A `pkg clean -a` will remove everything from the cache. A `pkg clean` only removes outdated packages.


----------



## SirDice (Jan 8, 2019)

The devel/kio-extras port/package has a dependency on the default Samba version. The default Samba version is 4.7.



pestslent1 said:


> If this current issue cannot be repaired as it was in the past, can I some switch to all ports or all packages without starting from a fresh install?


Simplest solution is to use the default Samba version, which is 4.7 and continue using the standard packages.

Or set the default Samba version to 4.8 and build everything from ports (and/or set up your own repositories).


----------



## alexseitsinger (Jan 8, 2019)

SirDice said:


> and build everything from ports (and/or set up your own repositories).



If you aren't just using the defaults, I would suggest using ports-mgmt/poudriere or ports-mgmt/synth. They are very helpful in building your own binaries from ports. One should be used on a separate machine (ports-mgmt/poudriere), while the other should be used on the same machine (ports-mgmt/synth). If you do this, make sure that you re-install all your packages from this custom repository. If you don't, you might wind up with some unusual installation results (some packages get removed when you want them to stay, etc.).


----------



## pestslent1 (Jan 8, 2019)

Could someone maybe explain a few things:
With my above problem I figured I had nothing to loose so I ran:

portsnap fetch update && portupgrade -a -m BATCH=yes  

Then I ran:
pkg update
pkg upgrade

It did not complain at all and now everything appears to work.

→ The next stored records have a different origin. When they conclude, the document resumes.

use std::net::IpAddr;
use std::path::PathBuf;

use serde::Deserialize;

/// Hard upper bound for any page size, regardless of configuration.
pub const MAX_PAGE_LIMIT: i64 = 100;

const DEFAULTS: &str = include_str!("../config/default.toml");
const DEV_JWT_SECRET: &str = "xonler-dev-secret-change-me";

#[derive(Debug, Clone, Copy, PartialEq, Eq, Deserialize, Default)]
#[serde(rename_all = "lowercase")]
pub enum AppEnv {
    #[default]
    Development,
    Test,
    Production,
}

impl AppEnv {
    /// Parses `NODE_ENV`-style values. Unknown values are treated as development.
    pub fn parse(raw: &str) -> Self {
        match raw.trim().to_ascii_lowercase().as_str() {
            "production" | "prod" => AppEnv::Production,
            "test" => AppEnv::Test,
            _ => AppEnv::Development,
        }
    }

    pub fn is_production(self) -> bool {
        self == AppEnv::Production
    }

    pub fn as_str(self) -> &'static str {
        match self {
            AppEnv::Development => "development",
            AppEnv::Test => "test",
            AppEnv::Production => "production",
        }
    }
}

#[derive(Debug, Clone, Deserialize, Default)]
pub struct RuntimeConfig {
    #[serde(default)]
    pub environment: AppEnv,
}

#[derive(Debug, Clone, Deserialize)]
pub struct ServerConfig {
    pub host: String,
    pub port: u16,
    pub body_limit_bytes: usize,
    pub static_dir: Option<PathBuf>,
    /// Peers whose `X-Forwarded-For`/`X-Real-IP` headers are believed.
    #[serde(default)]
    pub trusted_proxies: Vec<IpAddr>,
}

#[derive(Debug, Clone, Deserialize)]
pub struct DatabaseConfig {
    pub host: String,
    pub port: u16,
    pub user: String,
    pub password: String,
    pub name: String,
    pub max_connections: u32,
    pub acquire_timeout_secs: u64,
    pub idle_timeout_secs: u64,
    pub auto_migrate: bool,
    pub ssl_ca: Option<PathBuf>,
    pub ssl_cert: Option<PathBuf>,
    pub ssl_key: Option<PathBuf>,
}

#[derive(Debug, Clone, Copy, Deserialize)]
pub struct PaginationConfig {
    pub default_limit: i64,
    pub max_limit: i64,
}

impl Default for PaginationConfig {
    fn default() -> Self {
        Self { default_limit: 20, max_limit: MAX_PAGE_LIMIT }
    }
}

#[derive(Debug, Clone, Deserialize)]
pub struct AuthConfig {
    pub jwt_secret: String,
    pub token_ttl_secs: i64,
    pub admin_email: Option<String>,
    pub admin_password: Option<String>,
}

#[derive(Debug, Clone, Deserialize)]
pub struct RateLimitConfig {
    pub max_requests: usize,
    pub window_seconds: u64,
    pub login_max_requests: usize,
    pub login_window_seconds: u64,
    pub cleanup_interval_secs: u64,
}

#[derive(Debug, Clone, Deserialize, Default)]
pub struct SecurityConfig {
    pub enable_hsts: Option<bool>,
    pub hsts_max_age: Option<u64>,
    pub hsts_include_subdomains: Option<bool>,
    pub csp: Option<String>,
}

#[derive(Debug, Clone, Deserialize)]
pub struct AppConfig {
    #[serde(default)]
    pub app: RuntimeConfig,
    pub server: ServerConfig,
    pub database: DatabaseConfig,
    #[serde(default)]
    pub pagination: PaginationConfig,
    pub auth: AuthConfig,
    pub rate_limit: RateLimitConfig,
    pub security: Option<SecurityConfig>,
}

impl AppConfig {
    pub fn environment(&self) -> AppEnv {
        self.app.environment
    }
}

impl Default for AppConfig {
    fn default() -> Self {
        // Fallback: parse the embedded default TOML
        match from_toml_str(DEFAULTS) {
            Ok(cfg) => cfg,
            Err(e) => {
                eprintln!("FATAL: Failed to parse default config: {}", e);
                panic!("Failed to parse default config: {}", e);
            }
        }
    }
}

/// Parses a complete configuration from a TOML document layered on top of the
/// embedded defaults. Does not consult files or the environment.
pub fn from_toml_str(toml: &str) -> anyhow::Result<AppConfig> {
    let cfg = ::config::Config::builder()
        .add_source(::config::File::from_str(DEFAULTS, ::config::FileFormat::Toml))
        .add_source(::config::File::from_str(toml, ::config::FileFormat::Toml))
        .build()?;
    Ok(cfg.try_deserialize()?)
}

pub fn load() -> anyhow::Result<AppConfig> {
    // Load .env first (optional)
    let _ = dotenvy::dotenv();

    let mut builder = ::config::Config::builder()
        .add_source(::config::File::from_str(DEFAULTS, ::config::FileFormat::Toml))
        // Optional local file: biblioteca.toml (in CWD)
        .add_source(::config::File::with_name("biblioteca").required(false));

    if let Ok(custom_path) = std::env::var("XONLER_CONFIG") {
        builder = builder.add_source(::config::File::with_name(&custom_path).required(false));
    }
    builder = builder.add_source(::config::Environment::with_prefix("XONLER").separator("__"));

    let cfg = builder.build()?;
    let mut app_cfg: AppConfig = cfg.try_deserialize()?;
    // Klassische Variablen (DB_*, NODE_ENV, PORT) haben höchste Priorität
    apply_legacy_env(&mut app_cfg, |key| std::env::var(key).ok());
    validate(&app_cfg)?;
    Ok(app_cfg)
}

/// Applies the flat variables used by existing deployments (`DB_HOST`,
/// `NODE_ENV`, ...). `lookup` abstracts the environment so tests can feed
/// values without touching the process environment.
pub fn apply_legacy_env<F>(cfg: &mut AppConfig, lookup: F)
where
    F: Fn(&str) -> Option<String>,
{
    let get = |key: &str| lookup(key).map(|v| v.trim().to_string()).filter(|v| !v.is_empty());

    if let Some(env) = get("NODE_ENV") {
        cfg.app.environment = AppEnv::parse(&env);
    }
    if let Some(v) = get("PORT") {
        match v.parse::<u16>() {
            Ok(port) => cfg.server.port = port,
            Err(_) => tracing::warn!("Ignoring invalid PORT value: {}", v),
        }
    }
    if let Some(v) = get("DB_HOST") {
        cfg.database.host = v;
    }
    if let Some(v) = get("DB_PORT") {
        match v.parse::<u16>() {
            Ok(port) => cfg.database.port = port,
            Err(_) => tracing::warn!("Ignoring invalid DB_PORT value: {}", v),
        }
    }
    if let Some(v) = get("DB_USER") {
        cfg.database.user = v;
    }
    if let Some(v) = lookup("DB_PASSWORD") {
        cfg.database.password = v;
    }
    if let Some(v) = get("DB_NAME") {
        cfg.database.name = v;
    }
    if let Some(v) = get("DB_SSL_CA") {
        cfg.database.ssl_ca = Some(PathBuf::from(v));
    }
    if let Some(v) = get("DB_SSL_CERT") {
        cfg.database.ssl_cert = Some(PathBuf::from(v));
    }
    if let Some(v) = get("DB_SSL_KEY") {
        cfg.database.ssl_key = Some(PathBuf::from(v));
    }
    if let Some(v) = get("JWT_SECRET") {
        cfg.auth.jwt_secret = v;
    }
}

pub fn validate(cfg: &AppConfig) -> anyhow::Result<()> {
    // Server
    if cfg.server.port == 0 {
        return Err(anyhow::anyhow!("invalid server.port: {}", cfg.server.port));
    }
    #[cfg(unix)]
    if cfg.server.port < 1024 {
        tracing::warn!("Using privileged port {} - may require elevated permissions", cfg.server.port);
    }
    if cfg.server.body_limit_bytes < 1024 {
        return Err(anyhow::anyhow!("server.body_limit_bytes must be >= 1024"));
    }

    // Database
    if cfg.database.host.trim().is_empty() {
        return Err(anyhow::anyhow!("database.host must not be empty"));
    }
    if cfg.database.name.trim().is_empty() {
        return Err(anyhow::anyhow!("database.name must not be empty"));
    }
    if cfg.database.max_connections == 0 || cfg.database.max_connections > 200 {
        return Err(anyhow::anyhow!("database.max_connections must be in 1..=200"));
    }
    if cfg.database.acquire_timeout_secs == 0 {
        return Err(anyhow::anyhow!("database.acquire_timeout_secs must be > 0"));
    }

    // Pagination
    let p = cfg.pagination;
    if p.max_limit < 1 || p.max_limit > MAX_PAGE_LIMIT {
        return Err(anyhow::anyhow!("pagination.max_limit must be in 1..={}", MAX_PAGE_LIMIT));
    }
    if p.default_limit < 1 || p.default_limit > p.max_limit {
        return Err(anyhow::anyhow!("pagination.default_limit must be in 1..=max_limit"));
    }

    // Auth
    if cfg.auth.token_ttl_secs <= 0 {
        return Err(anyhow::anyhow!("auth.token_ttl_secs must be > 0"));
    }
    if cfg.environment().is_production() {
        if cfg.auth.jwt_secret == DEV_JWT_SECRET {
            return Err(anyhow::anyhow!("auth.jwt_secret must be changed in production"));
        }
        if cfg.auth.jwt_secret.len() < 32 {
            return Err(anyhow::anyhow!("auth.jwt_secret must be at least 32 bytes in production"));
        }
    }

    // Rate limits
    if cfg.rate_limit.max_requests == 0 || cfg.rate_limit.login_max_requests == 0 {
        return Err(anyhow::anyhow!("rate_limit max requests must be > 0"));
    }
    if cfg.rate_limit.window_seconds == 0 || cfg.rate_limit.login_window_seconds == 0 {
        return Err(anyhow::anyhow!("rate_limit windows must be > 0"));
    }

    Ok(())
}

(Maybe I forgot to run "portupgrade -a" before)

 Whenever I try to run "*make deinstall*", I get what appeared to be endless repatitions of "Switching to root credentials for 'install' target" in the terminal window. Is it stuck in a loop or actually doing something?

Thanks for all the help


----------



## ShelLuser (Jan 8, 2019)

Don't mix ports and packages; that's a recipe for disaster and probably also what caused your initial problems. Either use the ports collection _or_ install binary packages. Don't do both.


----------